# Have I been ripped off...?



## soteman (Aug 13, 2008)

Hi all,

I have just this week purchased a new laptop; the asus x70sr from a well known retailer. It is sold with a blu-ray drive and a HD screen, so I assumed it would play blu-ray. However, having gotten it home, and tried Nero Showtime with AnyDVD HD to remove the HDCP problem, all it does it stutter its way through blu-ray discs, and it shows CPU usage at 100% most of the time.

I am just wondering whether I ought to go and ask for a refund, when it won't do what it claims to? The specs are as below; (Cyberlinks Blu-Ray Advisor tool tells me that the processor needs upgrading, as does the graphics card, and that the graphics driver is out of date even though it is the newest one available)

Intel Centrino Core 2 Duo T5550
3GB Ram
Ati Radeon 2400HD graphics card
Windows Vista 32-bit

Cheers,

Adam


----------



## yustr (Sep 27, 2004)

If one of your main reasons for buying it was to be able to watch BR disks and you can't do that - didn't you already answer your own question?

When you return it, bring in a disk and when shopping for a replacement use it to test the various models. 

Do it quickly - most retailers only give you two weeks to return comps.

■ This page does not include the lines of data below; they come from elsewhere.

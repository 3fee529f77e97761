//! TXT record propagation checks
//!
//! The CA is told a DNS-01 challenge is ready only once public resolvers
//! return the expected value.

use hickory_resolver::config::{NameServerConfigGroup, ResolverConfig, ResolverOpts};
use hickory_resolver::error::ResolveErrorKind;
use hickory_resolver::TokioAsyncResolver;
use std::net::{IpAddr, Ipv4Addr};
use std::time::Duration;
use tokio::time::Instant;
use tracing::{debug, trace, warn};

use certpilot_config::DnsProviderConfig;

use super::provider::{DnsProviderError, DnsResult};

#[derive(Debug, Clone)]
pub struct PropagationConfig {
    pub initial_delay: Duration,
    pub check_interval: Duration,
    pub timeout: Duration,
    /// Resolvers to query; empty means the public defaults
    pub nameservers: Vec<IpAddr>,
}

impl Default for PropagationConfig {
    fn default() -> Self {
        Self {
            initial_delay: Duration::from_secs(10),
            check_interval: Duration::from_secs(5),
            timeout: Duration::from_secs(120),
            nameservers: Vec::new(),
        }
    }
}

impl PropagationConfig {
    pub fn from_provider_config(config: &DnsProviderConfig) -> DnsResult<Self> {
        let nameservers = config
            .nameservers
            .iter()
            .map(|ns| {
                ns.parse::<IpAddr>().map_err(|_| {
                    DnsProviderError::Configuration(format!("invalid nameserver '{}'", ns))
                })
            })
            .collect::<DnsResult<Vec<_>>>()?;

        Ok(Self {
            initial_delay: Duration::from_secs(config.propagation_delay_secs),
            check_interval: Duration::from_secs(config.propagation_check_interval_secs),
            timeout: Duration::from_secs(config.propagation_timeout_secs),
            nameservers,
        })
    }

    fn resolver_ips(&self) -> Vec<IpAddr> {
        if self.nameservers.is_empty() {
            vec![
                IpAddr::V4(Ipv4Addr::new(8, 8, 8, 8)),
                IpAddr::V4(Ipv4Addr::new(1, 1, 1, 1)),
                IpAddr::V4(Ipv4Addr::new(9, 9, 9, 9)),
            ]
        } else {
            self.nameservers.clone()
        }
    }
}

/// Polls resolvers until a TXT record carries an expected value
pub struct PropagationChecker {
    config: PropagationConfig,
    resolver: TokioAsyncResolver,
}

impl PropagationChecker {
    pub fn new(config: PropagationConfig) -> Self {
        let group = NameServerConfigGroup::from_ips_clear(&config.resolver_ips(), 53, true);
        let resolver_config = ResolverConfig::from_parts(None, Vec::new(), group);

        let mut opts = ResolverOpts::default();
        opts.timeout = Duration::from_secs(5);
        opts.attempts = 3;
        opts.cache_size = 0;

        Self {
            resolver: TokioAsyncResolver::tokio(resolver_config, opts),
            config,
        }
    }

    /// Wait until `record_fqdn` resolves to `expected_value`
    pub async fn wait_for(&self, record_fqdn: &str, expected_value: &str) -> DnsResult<()> {
        let start = Instant::now();
        let deadline = start + self.config.timeout;

        debug!(
            record = %record_fqdn,
            timeout_secs = self.config.timeout.as_secs(),
            "Waiting for DNS propagation"
        );
        tokio::time::sleep(self.config.initial_delay).await;

        loop {
            match self.has_value(record_fqdn, expected_value).await {
                Ok(true) => {
                    debug!(
                        record = %record_fqdn,
                        elapsed_secs = start.elapsed().as_secs(),
                        "DNS propagation confirmed"
                    );
                    return Ok(());
                }
                Ok(false) => trace!(record = %record_fqdn, "Record not yet propagated"),
                Err(e) => warn!(record = %record_fqdn, error = %e, "DNS lookup error"),
            }

            if Instant::now() > deadline {
                return Err(DnsProviderError::PropagationTimeout {
                    record_name: record_fqdn.to_string(),
                    elapsed_secs: start.elapsed().as_secs(),
                });
            }
            tokio::time::sleep(self.config.check_interval).await;
        }
    }

    async fn has_value(&self, record_fqdn: &str, expected_value: &str) -> DnsResult<bool> {
        match self.resolver.txt_lookup(record_fqdn).await {
            Ok(records) => Ok(records.iter().any(|txt| {
                let value: String = txt
                    .txt_data()
                    .iter()
                    .map(|chunk| String::from_utf8_lossy(chunk))
                    .collect();
                value == expected_value
            })),
            Err(e) => match e.kind() {
                ResolveErrorKind::NoRecordsFound { .. } => Ok(false),
                _ => Err(DnsProviderError::ApiRequest(format!(
                    "DNS lookup failed for '{}': {}",
                    record_fqdn, e
                ))),
            },
        }
    }
}

impl std::fmt::Debug for PropagationChecker {
    fn fmt(&self, f: &mut std::fmt::Formatter<'_>) -> std::fmt::Result {
        f.debug_struct("PropagationChecker")
            .field("config", &self.config)
            .finish_non_exhaustive()
    }
}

And don't let them charge you any "restocking fee" or other nonsense.


----------



## soteman (Aug 13, 2008)

Oh yeah I certainly intend to return it if it can't be made to play them.

I was just wondering whether people thought I might be using the wrong software, or whether the specs were too low for Blu-Ray playback?


----------



## sobeit (Nov 11, 2007)

have you been to the manufacturers website to see if there were any updates to the blueray.


----------